*** Begin section ***
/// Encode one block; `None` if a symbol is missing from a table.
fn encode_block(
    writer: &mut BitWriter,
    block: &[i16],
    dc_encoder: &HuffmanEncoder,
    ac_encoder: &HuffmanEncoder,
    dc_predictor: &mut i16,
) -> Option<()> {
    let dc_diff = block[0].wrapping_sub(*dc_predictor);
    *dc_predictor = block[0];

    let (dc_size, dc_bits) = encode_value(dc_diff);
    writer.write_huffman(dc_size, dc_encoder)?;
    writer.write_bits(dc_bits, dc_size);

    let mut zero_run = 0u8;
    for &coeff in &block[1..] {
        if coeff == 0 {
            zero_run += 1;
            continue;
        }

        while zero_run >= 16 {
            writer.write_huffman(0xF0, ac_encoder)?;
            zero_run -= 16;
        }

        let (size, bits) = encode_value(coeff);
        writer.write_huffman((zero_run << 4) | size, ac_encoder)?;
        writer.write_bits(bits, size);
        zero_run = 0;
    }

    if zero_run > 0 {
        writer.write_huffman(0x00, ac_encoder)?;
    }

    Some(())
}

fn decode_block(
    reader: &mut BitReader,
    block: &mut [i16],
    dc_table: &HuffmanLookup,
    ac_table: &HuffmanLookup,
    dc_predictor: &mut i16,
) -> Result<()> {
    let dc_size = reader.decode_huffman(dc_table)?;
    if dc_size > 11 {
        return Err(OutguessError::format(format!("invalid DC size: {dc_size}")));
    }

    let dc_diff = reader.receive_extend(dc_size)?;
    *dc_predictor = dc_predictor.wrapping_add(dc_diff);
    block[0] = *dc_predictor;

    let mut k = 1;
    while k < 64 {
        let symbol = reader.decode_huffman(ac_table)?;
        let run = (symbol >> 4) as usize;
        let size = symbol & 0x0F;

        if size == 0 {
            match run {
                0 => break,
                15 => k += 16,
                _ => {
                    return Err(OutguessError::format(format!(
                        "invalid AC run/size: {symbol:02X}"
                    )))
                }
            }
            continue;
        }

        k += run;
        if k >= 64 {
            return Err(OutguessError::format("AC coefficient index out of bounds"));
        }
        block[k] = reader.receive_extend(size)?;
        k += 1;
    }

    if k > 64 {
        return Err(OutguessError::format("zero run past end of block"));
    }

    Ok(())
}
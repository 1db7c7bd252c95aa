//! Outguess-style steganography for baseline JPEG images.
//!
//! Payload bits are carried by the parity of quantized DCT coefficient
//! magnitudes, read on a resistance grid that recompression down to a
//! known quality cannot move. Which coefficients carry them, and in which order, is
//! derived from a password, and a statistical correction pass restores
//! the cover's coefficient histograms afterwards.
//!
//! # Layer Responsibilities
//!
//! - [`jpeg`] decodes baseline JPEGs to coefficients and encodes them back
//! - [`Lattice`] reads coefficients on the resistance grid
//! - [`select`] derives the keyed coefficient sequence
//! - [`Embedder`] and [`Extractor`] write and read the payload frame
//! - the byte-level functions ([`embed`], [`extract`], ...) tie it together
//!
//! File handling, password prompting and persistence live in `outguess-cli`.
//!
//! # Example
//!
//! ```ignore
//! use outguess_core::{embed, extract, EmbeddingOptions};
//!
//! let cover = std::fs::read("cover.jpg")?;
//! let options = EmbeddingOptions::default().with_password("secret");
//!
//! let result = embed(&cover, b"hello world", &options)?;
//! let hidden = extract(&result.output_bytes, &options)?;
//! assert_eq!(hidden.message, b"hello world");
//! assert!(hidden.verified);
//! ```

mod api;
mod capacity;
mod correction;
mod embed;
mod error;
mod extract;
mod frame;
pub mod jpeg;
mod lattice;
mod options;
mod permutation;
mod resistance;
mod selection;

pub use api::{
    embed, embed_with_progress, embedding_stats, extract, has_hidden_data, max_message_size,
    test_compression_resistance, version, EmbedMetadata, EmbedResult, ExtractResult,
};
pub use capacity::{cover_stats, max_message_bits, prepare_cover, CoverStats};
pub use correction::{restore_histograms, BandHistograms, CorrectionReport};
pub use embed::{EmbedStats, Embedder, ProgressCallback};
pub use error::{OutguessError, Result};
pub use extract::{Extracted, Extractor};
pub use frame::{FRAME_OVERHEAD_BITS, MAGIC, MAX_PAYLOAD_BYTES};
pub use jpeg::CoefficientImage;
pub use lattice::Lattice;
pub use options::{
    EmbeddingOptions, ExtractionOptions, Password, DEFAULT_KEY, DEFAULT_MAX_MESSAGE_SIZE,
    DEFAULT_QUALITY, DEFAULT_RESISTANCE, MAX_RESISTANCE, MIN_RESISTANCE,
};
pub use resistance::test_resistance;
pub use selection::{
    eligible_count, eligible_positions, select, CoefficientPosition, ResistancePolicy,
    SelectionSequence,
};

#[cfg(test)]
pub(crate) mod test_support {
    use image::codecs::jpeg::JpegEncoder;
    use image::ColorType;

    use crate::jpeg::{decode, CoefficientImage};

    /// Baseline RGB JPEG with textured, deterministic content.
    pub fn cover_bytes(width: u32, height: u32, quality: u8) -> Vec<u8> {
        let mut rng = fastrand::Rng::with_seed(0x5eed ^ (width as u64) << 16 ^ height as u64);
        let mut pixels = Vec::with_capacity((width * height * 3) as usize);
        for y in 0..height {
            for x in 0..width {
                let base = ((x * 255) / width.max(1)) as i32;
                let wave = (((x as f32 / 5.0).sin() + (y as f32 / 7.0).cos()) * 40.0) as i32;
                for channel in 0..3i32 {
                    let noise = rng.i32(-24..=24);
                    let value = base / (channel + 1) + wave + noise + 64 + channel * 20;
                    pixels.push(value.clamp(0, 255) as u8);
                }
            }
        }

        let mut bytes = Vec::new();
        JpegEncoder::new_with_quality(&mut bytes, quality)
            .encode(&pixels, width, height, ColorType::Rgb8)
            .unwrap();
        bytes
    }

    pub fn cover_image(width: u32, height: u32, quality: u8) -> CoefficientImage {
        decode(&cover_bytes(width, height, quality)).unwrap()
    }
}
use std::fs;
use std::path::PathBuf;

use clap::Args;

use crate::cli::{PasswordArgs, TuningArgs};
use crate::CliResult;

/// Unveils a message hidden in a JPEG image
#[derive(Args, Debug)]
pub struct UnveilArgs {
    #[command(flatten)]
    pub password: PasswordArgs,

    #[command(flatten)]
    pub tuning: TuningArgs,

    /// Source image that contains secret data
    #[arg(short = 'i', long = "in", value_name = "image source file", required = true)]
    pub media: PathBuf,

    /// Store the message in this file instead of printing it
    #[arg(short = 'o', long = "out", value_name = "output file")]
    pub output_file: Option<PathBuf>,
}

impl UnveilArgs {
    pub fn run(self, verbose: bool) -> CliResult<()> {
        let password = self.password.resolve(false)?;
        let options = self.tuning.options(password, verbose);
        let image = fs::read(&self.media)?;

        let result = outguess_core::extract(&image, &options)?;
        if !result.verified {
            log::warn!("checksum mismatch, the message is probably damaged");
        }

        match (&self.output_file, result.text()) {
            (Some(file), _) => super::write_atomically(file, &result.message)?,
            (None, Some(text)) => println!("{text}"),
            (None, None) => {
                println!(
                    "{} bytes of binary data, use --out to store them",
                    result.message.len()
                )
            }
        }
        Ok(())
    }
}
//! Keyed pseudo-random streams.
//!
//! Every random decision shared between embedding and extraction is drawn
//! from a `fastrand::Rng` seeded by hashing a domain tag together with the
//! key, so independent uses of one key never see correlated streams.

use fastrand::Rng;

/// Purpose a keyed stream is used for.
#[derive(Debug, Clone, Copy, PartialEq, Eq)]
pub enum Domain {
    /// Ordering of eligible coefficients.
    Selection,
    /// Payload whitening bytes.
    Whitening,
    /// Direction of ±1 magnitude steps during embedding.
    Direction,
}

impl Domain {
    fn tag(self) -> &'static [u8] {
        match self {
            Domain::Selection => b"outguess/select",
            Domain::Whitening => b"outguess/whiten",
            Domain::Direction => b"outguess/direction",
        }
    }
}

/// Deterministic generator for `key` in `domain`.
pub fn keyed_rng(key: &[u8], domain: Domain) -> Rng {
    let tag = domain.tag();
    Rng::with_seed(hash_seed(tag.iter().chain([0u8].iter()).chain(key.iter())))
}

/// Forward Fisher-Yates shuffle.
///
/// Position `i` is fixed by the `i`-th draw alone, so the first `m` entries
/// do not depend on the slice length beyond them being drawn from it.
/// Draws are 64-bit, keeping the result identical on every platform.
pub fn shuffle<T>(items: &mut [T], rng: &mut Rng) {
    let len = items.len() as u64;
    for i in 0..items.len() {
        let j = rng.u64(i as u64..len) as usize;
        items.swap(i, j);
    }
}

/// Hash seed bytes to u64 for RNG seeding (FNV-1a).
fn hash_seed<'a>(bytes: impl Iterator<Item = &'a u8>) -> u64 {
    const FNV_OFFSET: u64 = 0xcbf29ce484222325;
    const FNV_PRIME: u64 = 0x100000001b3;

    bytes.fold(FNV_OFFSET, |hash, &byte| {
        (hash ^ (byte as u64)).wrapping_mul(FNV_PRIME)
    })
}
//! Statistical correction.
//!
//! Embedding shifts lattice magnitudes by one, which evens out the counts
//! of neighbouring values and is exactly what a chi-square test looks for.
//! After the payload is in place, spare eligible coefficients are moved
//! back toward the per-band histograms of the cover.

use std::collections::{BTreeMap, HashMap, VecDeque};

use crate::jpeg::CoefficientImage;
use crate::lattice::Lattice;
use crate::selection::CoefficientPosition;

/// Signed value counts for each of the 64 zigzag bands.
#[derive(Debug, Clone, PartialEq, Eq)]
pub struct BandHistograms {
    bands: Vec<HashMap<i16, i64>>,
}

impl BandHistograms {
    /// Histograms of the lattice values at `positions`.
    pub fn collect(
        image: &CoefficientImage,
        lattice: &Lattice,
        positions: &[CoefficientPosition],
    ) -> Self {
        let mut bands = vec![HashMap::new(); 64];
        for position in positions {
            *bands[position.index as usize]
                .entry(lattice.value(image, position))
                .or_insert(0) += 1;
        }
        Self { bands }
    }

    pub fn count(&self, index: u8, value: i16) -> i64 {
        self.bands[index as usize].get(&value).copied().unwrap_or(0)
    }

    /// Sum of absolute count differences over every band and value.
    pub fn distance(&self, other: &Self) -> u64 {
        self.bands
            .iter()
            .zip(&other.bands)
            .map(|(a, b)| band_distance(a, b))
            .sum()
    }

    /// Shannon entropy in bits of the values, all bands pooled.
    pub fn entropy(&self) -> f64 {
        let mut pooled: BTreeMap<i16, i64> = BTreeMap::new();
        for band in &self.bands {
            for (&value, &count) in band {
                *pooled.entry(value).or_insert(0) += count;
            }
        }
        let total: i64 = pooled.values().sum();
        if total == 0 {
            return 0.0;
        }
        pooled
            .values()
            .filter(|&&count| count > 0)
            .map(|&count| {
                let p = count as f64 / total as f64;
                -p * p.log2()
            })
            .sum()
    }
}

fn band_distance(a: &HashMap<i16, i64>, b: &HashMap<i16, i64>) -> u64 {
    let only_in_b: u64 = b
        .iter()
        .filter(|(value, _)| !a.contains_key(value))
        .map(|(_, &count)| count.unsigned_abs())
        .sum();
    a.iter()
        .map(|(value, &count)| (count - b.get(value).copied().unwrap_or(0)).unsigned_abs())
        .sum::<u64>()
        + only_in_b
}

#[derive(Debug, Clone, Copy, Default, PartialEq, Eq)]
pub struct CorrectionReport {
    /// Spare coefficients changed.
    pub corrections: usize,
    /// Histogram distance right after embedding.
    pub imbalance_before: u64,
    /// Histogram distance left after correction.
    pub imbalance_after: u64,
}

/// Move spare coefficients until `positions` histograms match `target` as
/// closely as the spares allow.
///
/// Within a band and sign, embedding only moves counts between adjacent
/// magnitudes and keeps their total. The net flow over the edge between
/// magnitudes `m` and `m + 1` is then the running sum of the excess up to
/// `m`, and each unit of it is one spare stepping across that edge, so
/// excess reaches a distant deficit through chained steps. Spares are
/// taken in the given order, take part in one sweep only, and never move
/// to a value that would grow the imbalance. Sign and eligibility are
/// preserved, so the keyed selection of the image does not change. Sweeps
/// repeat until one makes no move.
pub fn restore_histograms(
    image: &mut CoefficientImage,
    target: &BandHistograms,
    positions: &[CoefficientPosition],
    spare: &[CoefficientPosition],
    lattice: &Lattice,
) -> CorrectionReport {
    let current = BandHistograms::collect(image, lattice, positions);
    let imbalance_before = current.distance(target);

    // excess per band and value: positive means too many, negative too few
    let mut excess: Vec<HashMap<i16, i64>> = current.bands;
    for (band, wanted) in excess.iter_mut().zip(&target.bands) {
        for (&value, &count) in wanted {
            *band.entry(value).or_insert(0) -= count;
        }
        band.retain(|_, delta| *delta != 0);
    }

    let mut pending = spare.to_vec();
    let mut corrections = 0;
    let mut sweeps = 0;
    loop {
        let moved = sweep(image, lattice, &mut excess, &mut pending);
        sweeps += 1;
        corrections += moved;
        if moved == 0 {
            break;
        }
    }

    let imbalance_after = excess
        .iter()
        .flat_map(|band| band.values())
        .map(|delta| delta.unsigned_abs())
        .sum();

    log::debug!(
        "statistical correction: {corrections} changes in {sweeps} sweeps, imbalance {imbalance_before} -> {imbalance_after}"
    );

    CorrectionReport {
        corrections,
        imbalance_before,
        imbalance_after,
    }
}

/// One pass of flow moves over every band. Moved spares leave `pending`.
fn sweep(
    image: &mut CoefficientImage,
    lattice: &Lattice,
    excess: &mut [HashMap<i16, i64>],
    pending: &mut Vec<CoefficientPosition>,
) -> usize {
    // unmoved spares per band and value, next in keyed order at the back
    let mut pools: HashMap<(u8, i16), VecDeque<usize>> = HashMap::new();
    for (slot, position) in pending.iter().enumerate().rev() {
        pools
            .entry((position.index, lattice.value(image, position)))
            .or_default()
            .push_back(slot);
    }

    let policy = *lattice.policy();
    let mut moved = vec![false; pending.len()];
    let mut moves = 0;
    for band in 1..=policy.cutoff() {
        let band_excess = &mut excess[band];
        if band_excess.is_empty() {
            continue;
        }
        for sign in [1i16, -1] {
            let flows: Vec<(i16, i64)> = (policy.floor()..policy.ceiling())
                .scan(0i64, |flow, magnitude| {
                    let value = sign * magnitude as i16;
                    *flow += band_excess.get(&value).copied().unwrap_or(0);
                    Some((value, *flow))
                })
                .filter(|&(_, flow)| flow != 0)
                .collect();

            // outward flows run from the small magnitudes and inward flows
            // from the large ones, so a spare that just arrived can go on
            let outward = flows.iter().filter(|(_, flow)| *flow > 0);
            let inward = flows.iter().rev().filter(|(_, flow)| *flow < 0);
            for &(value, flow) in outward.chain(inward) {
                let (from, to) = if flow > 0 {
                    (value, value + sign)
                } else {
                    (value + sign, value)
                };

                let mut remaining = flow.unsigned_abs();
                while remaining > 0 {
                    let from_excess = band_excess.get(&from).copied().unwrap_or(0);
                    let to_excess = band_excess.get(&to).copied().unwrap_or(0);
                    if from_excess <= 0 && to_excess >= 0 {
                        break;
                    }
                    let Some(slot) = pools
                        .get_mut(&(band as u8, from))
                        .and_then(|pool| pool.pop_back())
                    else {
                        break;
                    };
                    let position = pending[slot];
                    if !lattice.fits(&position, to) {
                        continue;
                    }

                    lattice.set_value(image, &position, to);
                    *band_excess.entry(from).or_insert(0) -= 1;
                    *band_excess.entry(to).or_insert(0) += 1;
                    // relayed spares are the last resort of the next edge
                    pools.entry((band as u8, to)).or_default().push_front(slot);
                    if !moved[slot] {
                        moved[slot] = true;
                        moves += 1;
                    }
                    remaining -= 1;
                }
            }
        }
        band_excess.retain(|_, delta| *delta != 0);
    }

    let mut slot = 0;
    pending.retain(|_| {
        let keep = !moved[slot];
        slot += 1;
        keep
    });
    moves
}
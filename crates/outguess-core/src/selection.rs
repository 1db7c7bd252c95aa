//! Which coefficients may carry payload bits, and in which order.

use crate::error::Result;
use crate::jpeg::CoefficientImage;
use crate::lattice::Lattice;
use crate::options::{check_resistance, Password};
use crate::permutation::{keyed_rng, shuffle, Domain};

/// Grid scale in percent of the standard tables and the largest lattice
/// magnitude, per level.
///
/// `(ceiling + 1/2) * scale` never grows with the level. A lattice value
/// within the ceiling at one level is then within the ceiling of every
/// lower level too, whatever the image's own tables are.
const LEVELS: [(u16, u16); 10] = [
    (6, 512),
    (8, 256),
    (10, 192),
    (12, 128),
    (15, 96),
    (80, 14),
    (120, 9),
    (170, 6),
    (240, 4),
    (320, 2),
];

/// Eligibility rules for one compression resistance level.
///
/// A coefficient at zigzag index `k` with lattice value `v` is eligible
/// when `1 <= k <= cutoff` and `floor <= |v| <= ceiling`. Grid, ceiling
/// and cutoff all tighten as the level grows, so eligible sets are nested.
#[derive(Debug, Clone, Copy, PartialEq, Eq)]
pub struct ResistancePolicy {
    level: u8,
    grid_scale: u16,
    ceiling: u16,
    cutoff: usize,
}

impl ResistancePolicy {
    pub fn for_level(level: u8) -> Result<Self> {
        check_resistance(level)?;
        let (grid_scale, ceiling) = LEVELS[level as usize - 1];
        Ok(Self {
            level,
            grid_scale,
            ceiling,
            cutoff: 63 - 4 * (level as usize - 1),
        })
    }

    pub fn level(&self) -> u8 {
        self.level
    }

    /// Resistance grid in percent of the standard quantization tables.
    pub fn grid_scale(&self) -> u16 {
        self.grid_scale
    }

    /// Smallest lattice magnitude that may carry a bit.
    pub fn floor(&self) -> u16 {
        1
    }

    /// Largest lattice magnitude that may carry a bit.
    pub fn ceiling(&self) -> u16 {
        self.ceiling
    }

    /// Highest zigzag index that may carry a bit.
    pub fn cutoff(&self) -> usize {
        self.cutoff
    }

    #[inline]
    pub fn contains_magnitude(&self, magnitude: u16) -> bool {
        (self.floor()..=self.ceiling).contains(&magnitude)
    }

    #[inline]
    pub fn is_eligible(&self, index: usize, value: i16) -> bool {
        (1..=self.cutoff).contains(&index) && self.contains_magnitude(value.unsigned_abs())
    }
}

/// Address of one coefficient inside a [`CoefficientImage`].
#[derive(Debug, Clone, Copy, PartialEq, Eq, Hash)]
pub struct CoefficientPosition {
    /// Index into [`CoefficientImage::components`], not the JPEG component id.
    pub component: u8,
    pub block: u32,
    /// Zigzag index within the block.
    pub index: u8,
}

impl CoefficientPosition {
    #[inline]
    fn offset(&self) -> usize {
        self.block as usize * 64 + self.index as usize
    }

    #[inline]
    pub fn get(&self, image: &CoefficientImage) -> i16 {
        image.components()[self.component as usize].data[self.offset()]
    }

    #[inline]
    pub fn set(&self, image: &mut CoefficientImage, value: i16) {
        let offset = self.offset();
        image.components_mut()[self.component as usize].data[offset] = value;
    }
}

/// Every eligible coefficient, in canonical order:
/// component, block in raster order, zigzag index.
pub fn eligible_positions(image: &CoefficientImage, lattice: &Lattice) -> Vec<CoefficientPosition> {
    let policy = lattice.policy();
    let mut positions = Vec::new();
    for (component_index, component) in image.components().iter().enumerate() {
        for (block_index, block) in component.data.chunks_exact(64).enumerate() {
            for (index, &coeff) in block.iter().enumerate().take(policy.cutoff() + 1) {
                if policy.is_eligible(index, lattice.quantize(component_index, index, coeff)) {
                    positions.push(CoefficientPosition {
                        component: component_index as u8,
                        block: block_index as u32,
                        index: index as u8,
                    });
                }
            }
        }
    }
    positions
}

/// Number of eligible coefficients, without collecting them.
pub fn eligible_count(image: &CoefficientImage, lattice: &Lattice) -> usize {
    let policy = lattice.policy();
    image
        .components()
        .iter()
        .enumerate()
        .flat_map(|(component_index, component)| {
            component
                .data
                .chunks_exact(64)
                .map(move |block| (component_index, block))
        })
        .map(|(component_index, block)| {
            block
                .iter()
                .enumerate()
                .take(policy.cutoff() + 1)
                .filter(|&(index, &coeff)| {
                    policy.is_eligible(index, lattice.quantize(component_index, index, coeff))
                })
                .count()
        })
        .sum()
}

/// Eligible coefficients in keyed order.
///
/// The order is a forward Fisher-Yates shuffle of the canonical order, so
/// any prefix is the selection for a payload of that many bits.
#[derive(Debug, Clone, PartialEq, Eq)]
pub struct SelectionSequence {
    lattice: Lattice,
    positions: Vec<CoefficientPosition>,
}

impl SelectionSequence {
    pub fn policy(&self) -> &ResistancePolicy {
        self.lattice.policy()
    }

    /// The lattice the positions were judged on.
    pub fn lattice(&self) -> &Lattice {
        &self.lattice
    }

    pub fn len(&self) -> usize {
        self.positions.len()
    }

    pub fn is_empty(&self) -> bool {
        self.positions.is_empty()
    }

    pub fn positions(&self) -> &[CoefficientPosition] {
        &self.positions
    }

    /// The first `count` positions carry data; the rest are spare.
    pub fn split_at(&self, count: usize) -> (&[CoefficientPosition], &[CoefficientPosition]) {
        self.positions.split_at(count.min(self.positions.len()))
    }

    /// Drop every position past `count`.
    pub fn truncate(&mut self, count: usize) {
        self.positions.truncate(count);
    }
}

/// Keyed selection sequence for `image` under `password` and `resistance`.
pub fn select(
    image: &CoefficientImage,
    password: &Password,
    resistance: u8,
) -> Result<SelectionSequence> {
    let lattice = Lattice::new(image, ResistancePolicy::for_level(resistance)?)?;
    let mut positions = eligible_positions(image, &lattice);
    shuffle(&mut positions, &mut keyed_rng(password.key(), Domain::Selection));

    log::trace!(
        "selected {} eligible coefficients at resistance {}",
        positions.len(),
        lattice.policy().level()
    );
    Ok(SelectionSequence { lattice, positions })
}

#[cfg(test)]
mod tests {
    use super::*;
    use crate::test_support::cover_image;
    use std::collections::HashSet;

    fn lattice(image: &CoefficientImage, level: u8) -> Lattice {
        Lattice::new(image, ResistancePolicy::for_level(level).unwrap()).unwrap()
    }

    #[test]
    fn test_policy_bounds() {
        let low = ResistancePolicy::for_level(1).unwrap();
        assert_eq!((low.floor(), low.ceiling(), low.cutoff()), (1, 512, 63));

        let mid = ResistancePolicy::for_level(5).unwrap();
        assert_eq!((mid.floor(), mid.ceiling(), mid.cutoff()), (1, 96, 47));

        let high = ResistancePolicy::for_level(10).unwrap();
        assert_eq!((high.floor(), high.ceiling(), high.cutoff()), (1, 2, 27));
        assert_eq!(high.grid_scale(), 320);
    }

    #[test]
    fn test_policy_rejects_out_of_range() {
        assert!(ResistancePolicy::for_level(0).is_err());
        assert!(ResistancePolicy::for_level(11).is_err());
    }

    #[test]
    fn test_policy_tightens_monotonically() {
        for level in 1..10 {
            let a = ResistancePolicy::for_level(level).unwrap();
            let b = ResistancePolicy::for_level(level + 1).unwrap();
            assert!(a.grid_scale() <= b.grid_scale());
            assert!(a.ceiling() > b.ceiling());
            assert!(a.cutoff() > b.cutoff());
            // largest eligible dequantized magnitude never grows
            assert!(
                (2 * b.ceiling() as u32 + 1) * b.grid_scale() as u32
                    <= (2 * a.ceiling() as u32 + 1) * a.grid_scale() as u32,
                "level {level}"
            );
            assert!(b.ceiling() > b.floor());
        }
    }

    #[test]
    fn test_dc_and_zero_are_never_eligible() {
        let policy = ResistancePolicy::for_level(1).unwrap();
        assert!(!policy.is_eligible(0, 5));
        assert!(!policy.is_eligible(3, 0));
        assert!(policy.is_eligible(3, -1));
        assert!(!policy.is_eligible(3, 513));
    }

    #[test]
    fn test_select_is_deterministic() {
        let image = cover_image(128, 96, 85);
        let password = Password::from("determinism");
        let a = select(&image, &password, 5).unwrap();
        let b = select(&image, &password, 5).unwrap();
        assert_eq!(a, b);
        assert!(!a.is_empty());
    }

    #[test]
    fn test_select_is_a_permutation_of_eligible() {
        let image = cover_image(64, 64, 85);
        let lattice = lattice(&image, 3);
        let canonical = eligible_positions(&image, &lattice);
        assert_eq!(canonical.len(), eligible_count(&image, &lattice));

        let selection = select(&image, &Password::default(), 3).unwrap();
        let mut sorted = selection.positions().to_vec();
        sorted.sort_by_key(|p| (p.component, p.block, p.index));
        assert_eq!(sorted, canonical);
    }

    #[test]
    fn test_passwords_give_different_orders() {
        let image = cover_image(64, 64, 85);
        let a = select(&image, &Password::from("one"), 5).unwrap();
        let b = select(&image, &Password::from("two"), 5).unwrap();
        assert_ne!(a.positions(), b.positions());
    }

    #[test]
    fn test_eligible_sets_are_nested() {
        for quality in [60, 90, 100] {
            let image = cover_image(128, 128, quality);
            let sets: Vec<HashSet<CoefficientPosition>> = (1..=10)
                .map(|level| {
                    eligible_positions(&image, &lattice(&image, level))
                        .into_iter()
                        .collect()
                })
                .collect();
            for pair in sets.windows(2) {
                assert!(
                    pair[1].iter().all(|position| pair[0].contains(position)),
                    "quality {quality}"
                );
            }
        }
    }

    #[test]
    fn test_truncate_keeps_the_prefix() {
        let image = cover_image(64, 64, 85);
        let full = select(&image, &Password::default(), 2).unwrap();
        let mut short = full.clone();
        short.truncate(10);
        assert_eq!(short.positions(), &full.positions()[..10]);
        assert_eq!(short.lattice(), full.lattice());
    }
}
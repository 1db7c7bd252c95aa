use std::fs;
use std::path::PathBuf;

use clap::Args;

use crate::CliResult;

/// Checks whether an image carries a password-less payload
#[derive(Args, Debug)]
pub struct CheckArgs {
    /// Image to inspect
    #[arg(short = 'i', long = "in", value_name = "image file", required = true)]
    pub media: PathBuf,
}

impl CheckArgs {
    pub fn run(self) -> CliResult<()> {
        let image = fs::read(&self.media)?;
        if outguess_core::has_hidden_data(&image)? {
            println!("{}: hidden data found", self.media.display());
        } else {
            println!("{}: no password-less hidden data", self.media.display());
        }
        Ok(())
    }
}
*** End section ***
*Brief*. Every line from the start of the material above through the line that contains "zero_run += 1;" must be written out exactly, with both ends included.

*Result for this task*.
/// Encode one block; `None` if a symbol is missing from a table.
fn encode_block(
    writer: &mut BitWriter,
    block: &[i16],
    dc_encoder: &HuffmanEncoder,
    ac_encoder: &HuffmanEncoder,
    dc_predictor: &mut i16,
) -> Option<()> {
    let dc_diff = block[0].wrapping_sub(*dc_predictor);
    *dc_predictor = block[0];

    let (dc_size, dc_bits) = encode_value(dc_diff);
    writer.write_huffman(dc_size, dc_encoder)?;
    writer.write_bits(dc_bits, dc_size);

    let mut zero_run = 0u8;
    for &coeff in &block[1..] {
        if coeff == 0 {
            zero_run += 1;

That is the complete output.